Respiratory Distress Syndrome in Premature Infant
Conditions
Keywords
high flow nasal cannula, nasal cpap
Brief summary
To measure changes in physiologic parameters in extremely low birthweight (ELBW) infants on high-flow nasal cannula compared to nasal continuous positive airway pressure (nCPAP).
Detailed description
After informed consent is obtained, eligible infants who are stable on nCPAP therapy of 5-7 cm H20 achieved with a ventilator, an underwater "bubble" system, or a variable-flow device will be enrolled.

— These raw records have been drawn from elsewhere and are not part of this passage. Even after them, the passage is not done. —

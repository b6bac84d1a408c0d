//! OpenAI generative backend

use super::client::OpenAIClient;
use super::types::{CompletionRequest, CompletionResponse, Message};
use crate::providers::{empty_response, invalid_response};
use crate::GenerativeBackend;
use async_trait::async_trait;
use tally_core::TallyResult;

/// Chat-completions backend.
pub struct OpenAIBackend {
    client: OpenAIClient,
    model: String,
    max_tokens: i32,
    temperature: f32,
}

impl OpenAIBackend {
    /// # Arguments
    /// * `api_key` - OpenAI API key
    /// * `model` - Model name (e.g., "gpt-4o-mini", "gpt-4o")
    pub fn new(api_key: impl Into<String>, model: impl Into<String>) -> Self {
        Self::with_client(OpenAIClient::new(api_key, 60), model)
    }

    pub fn with_client(client: OpenAIClient, model: impl Into<String>) -> Self {
        Self {
            client,
            model: model.into(),
            max_tokens: 400,
            temperature: 0.2,
        }
    }

    pub fn with_max_tokens(mut self, max_tokens: i32) -> Self {
        self.max_tokens = max_tokens;
        self
    }

    pub fn with_temperature(mut self, temperature: f32) -> Self {
        self.temperature = temperature;
        self
    }

    pub(crate) fn request_for(&self, prompt: &str) -> CompletionRequest {
        CompletionRequest {
            model: self.model.clone(),
            messages: vec![Message {
                role: "user".to_string(),
                content: Some(prompt.to_string()),
            }],
            max_tokens: Some(self.max_tokens),
            temperature: Some(self.temperature),
        }
    }
}

pub(crate) fn extract_text(response: CompletionResponse) -> TallyResult<String> {
    let choice = response
        .choices
        .into_iter()
        .next()
        .ok_or_else(|| invalid_response("openai", "No completion in response"))?;
    match choice.message.content {
        Some(text) if !text.trim().is_empty() => Ok(text),
        _ => Err(empty_response("openai")),
    }
}

#[async_trait]
impl GenerativeBackend for OpenAIBackend {
    async fn generate(&self, prompt: &str) -> TallyResult<String> {
        let request = self.request_for(prompt);
        let response: CompletionResponse = self.client.request("chat/completions", &request).await?;
        extract_text(response)
    }

    fn backend_name(&self) -> &str {
        "openai"
    }
}

impl std::fmt::Debug for OpenAIBackend {
    fn fmt(&self, f: &mut std::fmt::Formatter<'_>) -> std::fmt::Result {
        f.debug_struct("OpenAIBackend")
            .field("client", &self.client)
            .field("model", &self.model)
            .finish()
    }
}

#[cfg(test)]
mod tests {
    use super::*;
    use tally_core::{LlmError, TallyError};

    fn response(raw: &str) -> CompletionResponse {
        serde_json::from_str(raw).unwrap()
    }

    #[test]
    fn test_request_carries_prompt_as_user_message() {
        let backend = OpenAIBackend::new("k", "gpt-4o-mini").with_temperature(0.0);
        let request = backend.request_for("How are sales?");
        assert_eq!(request.model, "gpt-4o-mini");
        assert_eq!(request.messages.len(), 1);
        assert_eq!(request.messages[0].content.as_deref(), Some("How are sales?"));
        assert_eq!(request.temperature, Some(0.0));
    }

    #[test]
    fn test_extract_text() {
        let ok = response(r#"{"choices":[{"message":{"role":"assistant","content":"Up 4%"}}]}"#);
        assert_eq!(extract_text(ok).unwrap(), "Up 4%");

        let none = response(r#"{"choices":[]}"#);
        assert!(matches!(
            extract_text(none),
            Err(TallyError::Llm(LlmError::InvalidResponse { .. }))
        ));

        let blank = response(r#"{"choices":[{"message":{"role":"assistant","content":"  "}}]}"#);
        assert!(matches!(
            extract_text(blank),
            Err(TallyError::Llm(LlmError::EmptyResponse { .. }))
        ));
    }

    #[test]
    fn test_debug_hides_key() {
        let backend = OpenAIBackend::new("sk-live-123", "gpt-4o");
        assert!(!format!("{:?}", backend).contains("sk-live-123"));
        assert_eq!(backend.backend_name(), "openai");
    }
}
#[cfg(test)]
mod tests {
    use super::*;
    use serde_json::json;
    use tally_core::{LlmError, ManualClock};
    use tally_llm::MockBackend;
    use tally_metrics::{AggregateKind, InMemoryMetricsProvider};

    fn provider() -> Arc<InMemoryMetricsProvider> {
        Arc::new(InMemoryMetricsProvider::new().with_records(
            Role::Hq,
            AggregateKind::Summary,
            vec![json!({"total_revenue": 50211527.85, "total_orders": 2046713, "location_count": 12})],
        ))
    }

    fn assistant() -> Assistant {
        Assistant::new(
            AssistantConfig::default(),
            provider(),
            Arc::new(ManualClock::at_epoch()),
        )
        .unwrap()
    }

    #[tokio::test]
    async fn test_no_backend_uses_fallback() {
        let reply = assistant().chat("s1", "What is going on?", &Role::Hq).await;
        assert_eq!(reply.source, AnswerSource::Fallback(FallbackReason::NoBackend));
        assert_eq!(reply.category, Category::General);
        assert!(reply.answer.contains("$50,211,527.85"));
    }

    #[tokio::test]
    async fn test_backend_answer_is_used_when_valid() {
        let backend = Arc::new(MockBackend::replying("Answer: Revenue was $50,211,527.85."));
        let assistant = assistant().with_backend(backend.clone());
        let reply = assistant.chat("s1", "What was revenue?", &Role::Hq).await;
        assert_eq!(reply.source, AnswerSource::Backend);
        assert_eq!(reply.answer, "Revenue was $50,211,527.85.");
        assert!(backend.last_prompt().unwrap().contains("Question: What was revenue?"));
    }

    #[tokio::test]
    async fn test_backend_failure_falls_back() {
        let backend = Arc::new(MockBackend::failing(LlmError::RequestFailed {
            provider: "mock".to_string(),
            status: 503,
            message: "down".to_string(),
        }));
        let reply = assistant()
            .with_backend(backend)
            .chat("s1", "What was revenue?", &Role::Hq)
            .await;
        assert!(matches!(
            reply.source,
            AnswerSource::Fallback(FallbackReason::BackendFailed(BackendFailure::Unavailable { .. }))
        ));
        assert!(reply.answer.contains("$50,211,527.85"));
    }

    #[tokio::test]
    async fn test_empty_session_gets_new_id_and_history() {
        let assistant = assistant();
        let reply = assistant.chat("  ", "hello", &Role::Hq).await;
        assert!(!reply.session_id.trim().is_empty());

        let history = assistant.history(&reply.session_id);
        assert_eq!(history.len(), 2);
        assert_eq!(history[0].text, "hello");
        assert_eq!(history[1].text, reply.answer);
    }

    #[test]
    fn test_invalid_config_is_rejected() {
        let config = AssistantConfig {
            history_capacity: 0,
            ..AssistantConfig::default()
        };
        assert!(Assistant::new(config, provider(), Arc::new(ManualClock::at_epoch())).is_err());
    }

    #[test]
    fn test_answer_source_serializes_as_label() {
        let reply = ChatReply {
            answer: "a".to_string(),
            session_id: "s".to_string(),
            category: Category::General,
            source: AnswerSource::Fallback(FallbackReason::NoBackend),
        };
        let value = serde_json::to_value(&reply).unwrap();
        assert_eq!(value["source"], "fallback");
    }
}
//! Injectable time source.

use crate::Timestamp;
use chrono::{DateTime, Duration, Utc};
use std::fmt::Debug;
use std::sync::atomic::{AtomicI64, Ordering};

/// Source of "now" for TTL checks and exchange timestamps.
pub trait Clock: Send + Sync + Debug {
    fn now(&self) -> Timestamp;
}

/// Wall-clock time.
#[derive(Debug, Clone, Copy, Default)]
pub struct SystemClock;

impl Clock for SystemClock {
    fn now(&self) -> Timestamp {
        Utc::now()
    }
}

/// Clock that only moves when told to. Millisecond resolution.
#[derive(Debug)]
pub struct ManualClock {
    millis: AtomicI64,
}

impl ManualClock {
    pub fn new(start: Timestamp) -> Self {
        Self {
            millis: AtomicI64::new(start.timestamp_millis()),
        }
    }

    /// Clock starting at the Unix epoch.
    pub fn at_epoch() -> Self {
        Self::new(Timestamp::default())
    }

    pub fn advance(&self, by: Duration) {
        self.millis.fetch_add(by.num_milliseconds(), Ordering::SeqCst);
    }

    pub fn advance_secs(&self, secs: i64) {
        self.advance(Duration::seconds(secs));
    }

    pub fn set(&self, to: Timestamp) {
        self.millis.store(to.timestamp_millis(), Ordering::SeqCst);
    }
}

impl Default for ManualClock {
    fn default() -> Self {
        Self::at_epoch()
    }
}

impl Clock for ManualClock {
    fn now(&self) -> Timestamp {
        DateTime::from_timestamp_millis(self.millis.load(Ordering::SeqCst)).unwrap_or_default()
    }
}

All subjects will have physiologic data and electrical impedance tomography collected at: 1. Baseline nCPAP for 15 minutes 2. Upon transition to high flow nasal cannula at 8 LPM for 6 hours. Data collection is obtained after infant is calm for 15 minutes at the beginning and end of this 6 hour period 3. Then upon return to baseline NCPAP for a final 15 minutes of data collection.
Interventions
8 liters per minute of blended oxygen through Fisher Paykel Optiflow Jr 2 nasal prongs.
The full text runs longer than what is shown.